[Source information — start]

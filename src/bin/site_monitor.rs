use siteops::adapters::{ReqwestProbe, SysinfoProbe, SystemCommandRunner};
use siteops::config::cli::{parse_or_exit, MonitorArgs};
use siteops::core::{deps, report};
use siteops::utils::error::SiteOpsError;
use siteops::utils::{logger, validation::Validate};
use siteops::{MonitorMode, SiteMonitor};

fn fail(e: &SiteOpsError) -> ! {
    tracing::error!(
        "❌ {} (Category: {:?}, Severity: {:?})",
        e,
        e.category(),
        e.severity()
    );
    eprintln!("❌ {}", e.user_friendly_message());
    eprintln!("💡 {}", e.recovery_suggestion());
    std::process::exit(1);
}

#[tokio::main]
async fn main() -> anyhow::Result<()> {
    let args: MonitorArgs = parse_or_exit();

    let config = match args.resolve() {
        Ok(config) => config,
        Err(e) => fail(&e),
    };
    if let Err(e) = config.validate() {
        fail(&e);
    }

    logger::init_cli_logger(args.verbose, Some(&config.log_file))?;
    tracing::info!("🚀 Starting site-monitor for {}", config.url);
    if args.verbose {
        tracing::debug!("Monitor config: {:?}", config);
    }

    let runner = SystemCommandRunner::new();
    if let Err(e) = deps::check_dependencies(&runner, &deps::monitor_requirements(&config)) {
        fail(&e);
    }

    let monitor = SiteMonitor::new(ReqwestProbe::new()?, runner, SysinfoProbe::new(), config);

    match args.mode() {
        MonitorMode::Single => {
            let results = monitor.run_checks().await;
            for result in &results {
                println!("{}", result.summary_line());
            }
        }
        MonitorMode::Continuous => {
            let shutdown = async {
                if let Err(e) = tokio::signal::ctrl_c().await {
                    tracing::warn!("Cannot listen for Ctrl-C: {}", e);
                    std::future::pending::<()>().await;
                }
                tracing::info!("Received Ctrl-C, shutting down");
            };
            monitor.run_continuous(shutdown, None).await;
        }
        MonitorMode::Report => {
            let results = monitor.run_checks().await;
            let path = report::write_monitor_report(
                &monitor.config().report_dir,
                &monitor.config().url,
                &results,
            )?;
            println!("📄 Report saved to: {}", path.display());
        }
    }

    Ok(())
}
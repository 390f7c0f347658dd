use crate::utils::error::Result;
use std::fs::OpenOptions;
use std::path::Path;
use std::sync::Mutex;
use tracing_subscriber::{layer::SubscriberExt, util::SubscriberInitExt, EnvFilter};

/// Console logging plus, when `log_file` is given, one JSON record per event
/// appended to that file. The reporter reads those records back.
pub fn init_cli_logger(verbose: bool, log_file: Option<&Path>) -> Result<()> {
    let level = if verbose { "debug" } else { "info" };
    let filter = EnvFilter::try_from_default_env().unwrap_or_else(|_| {
        EnvFilter::new(format!(
            "siteops={level},asset_optimizer={level},site_monitor={level},warn"
        ))
    });

    let file_layer = match log_file {
        Some(path) => {
            if let Some(parent) = path.parent().filter(|p| !p.as_os_str().is_empty()) {
                std::fs::create_dir_all(parent)?;
            }
            let file = OpenOptions::new().create(true).append(true).open(path)?;
            Some(
                tracing_subscriber::fmt::layer()
                    .json()
                    .with_ansi(false)
                    .with_current_span(false)
                    .with_span_list(false)
                    .with_writer(Mutex::new(file)),
            )
        }
        None => None,
    };

    tracing_subscriber::registry()
        .with(filter)
        .with(
            tracing_subscriber::fmt::layer()
                .with_target(false)
                .with_thread_ids(false)
                .with_file(false)
                .with_line_number(false)
                .compact(),
        )
        .with(file_layer)
        .init();

    Ok(())
}
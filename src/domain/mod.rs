// Domain layer: models and ports. Concrete implementations live in `adapters`.

pub mod model;
pub mod ports;
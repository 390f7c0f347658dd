use crate::domain::model::HttpSample;
use crate::domain::ports::HttpProbe;
use crate::utils::error::Result;
use async_trait::async_trait;
use reqwest::Client;
use std::time::{Duration, Instant};

pub struct ReqwestProbe {
    client: Client,
}

impl ReqwestProbe {
    pub fn new() -> Result<Self> {
        let client = Client::builder()
            .user_agent(concat!("siteops/", env!("CARGO_PKG_VERSION")))
            .build()?;
        Ok(Self { client })
    }
}

#[async_trait]
impl HttpProbe for ReqwestProbe {
    async fn fetch(&self, url: &str, timeout: Duration) -> Result<HttpSample> {
        tracing::debug!("Requesting {}", url);
        let started = Instant::now();
        let response = self.client.get(url).timeout(timeout).send().await?;
        let status = response.status().as_u16();
        let body = response.bytes().await?;
        let elapsed = started.elapsed();

        tracing::debug!(
            "Response status {} ({} bytes in {:?})",
            status,
            body.len(),
            elapsed
        );
        Ok(HttpSample { status, elapsed })
    }
}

[Source information — finish]

Task brief :: Without any change, write the listing out again.

Written response ::
filename src/bin/site_monitor.rs
use siteops::adapters::{ReqwestProbe, SysinfoProbe, SystemCommandRunner};
use siteops::config::cli::{parse_or_exit, MonitorArgs};
use siteops::core::{deps, report};
use siteops::utils::error::SiteOpsError;
use siteops::utils::{logger, validation::Validate};
use siteops::{MonitorMode, SiteMonitor};

fn fail(e: &SiteOpsError) -> ! {
    tracing::error!(
        "❌ {} (Category: {:?}, Severity: {:?})",
        e,
        e.category(),
        e.severity()
    );
    eprintln!("❌ {}", e.user_friendly_message());
    eprintln!("💡 {}", e.recovery_suggestion());
    std::process::exit(1);
}

#[tokio::main]
async fn main() -> anyhow::Result<()> {
    let args: MonitorArgs = parse_or_exit();

    let config = match args.resolve() {
        Ok(config) => config,
        Err(e) => fail(&e),
    };
    if let Err(e) = config.validate() {
        fail(&e);
    }

    logger::init_cli_logger(args.verbose, Some(&config.log_file))?;
    tracing::info!("🚀 Starting site-monitor for {}", config.url);
    if args.verbose {
        tracing::debug!("Monitor config: {:?}", config);
    }

    let runner = SystemCommandRunner::new();
    if let Err(e) = deps::check_dependencies(&runner, &deps::monitor_requirements(&config)) {
        fail(&e);
    }

    let monitor = SiteMonitor::new(ReqwestProbe::new()?, runner, SysinfoProbe::new(), config);

    match args.mode() {
        MonitorMode::Single => {
            let results = monitor.run_checks().await;
            for result in &results {
                println!("{}", result.summary_line());
            }
        }
        MonitorMode::Continuous => {
            let shutdown = async {
                if let Err(e) = tokio::signal::ctrl_c().await {
                    tracing::warn!("Cannot listen for Ctrl-C: {}", e);
                    std::future::pending::<()>().await;
                }
                tracing::info!("Received Ctrl-C, shutting down");
            };
            monitor.run_continuous(shutdown, None).await;
        }
        MonitorMode::Report => {
            let results = monitor.run_checks().await;
            let path = report::write_monitor_report(
                &monitor.config().report_dir,
                &monitor.config().url,
                &results,
            )?;
            println!("📄 Report saved to: {}", path.display());
        }
    }

    Ok(())
}
repository 390f7c0f347658dd
use crate::utils::error::Result;
use std::fs::OpenOptions;
use std::path::Path;
use std::sync::Mutex;
use tracing_subscriber::{layer::SubscriberExt, util::SubscriberInitExt, EnvFilter};

/// Console logging plus, when `log_file` is given, one JSON record per event
/// appended to that file. The reporter reads those records back.
pub fn init_cli_logger(verbose: bool, log_file: Option<&Path>) -> Result<()> {
    let level = if verbose { "debug" } else { "info" };
    let filter = EnvFilter::try_from_default_env().unwrap_or_else(|_| {
        EnvFilter::new(format!(
            "siteops={level},asset_optimizer={level},site_monitor={level},warn"
        ))
    });

    let file_layer = match log_file {
        Some(path) => {
            if let Some(parent) = path.parent().filter(|p| !p.as_os_str().is_empty()) {
                std::fs::create_dir_all(parent)?;
            }
            let file = OpenOptions::new().create(true).append(true).open(path)?;
            Some(
                tracing_subscriber::fmt::layer()
                    .json()
                    .with_ansi(false)
                    .with_current_span(false)
                    .with_span_list(false)
                    .with_writer(Mutex::new(file)),
            )
        }
        None => None,
    };

    tracing_subscriber::registry()
        .with(filter)
        .with(
            tracing_subscriber::fmt::layer()
                .with_target(false)
                .with_thread_ids(false)
                .with_file(false)
                .with_line_number(false)
                .compact(),
        )
        .with(file_layer)
        .init();

    Ok(())
}
filename src/domain/mod.rs
// Domain layer: models and ports. Concrete implementations live in `adapters`.

pub mod model;
pub mod ports;
repository 390f7c0f347658dd
use crate::domain::model::HttpSample;
use crate::domain::ports::HttpProbe;
use crate::utils::error::Result;
use async_trait::async_trait;
use reqwest::Client;
use std::time::{Duration, Instant};

pub struct ReqwestProbe {
    client: Client,
}

impl ReqwestProbe {
    pub fn new() -> Result<Self> {
        let client = Client::builder()
            .user_agent(concat!("siteops/", env!("CARGO_PKG_VERSION")))
            .build()?;
        Ok(Self { client })
    }
}

#[async_trait]
impl HttpProbe for ReqwestProbe {
    async fn fetch(&self, url: &str, timeout: Duration) -> Result<HttpSample> {
        tracing::debug!("Requesting {}", url);
        let started = Instant::now();
        let response = self.client.get(url).timeout(timeout).send().await?;
        let status = response.status().as_u16();
        let body = response.bytes().await?;
        let elapsed = started.elapsed();

        tracing::debug!(
            "Response status {} ({} bytes in {:?})",
            status,
            body.len(),
            elapsed
        );
        Ok(HttpSample { status, elapsed })
    }
}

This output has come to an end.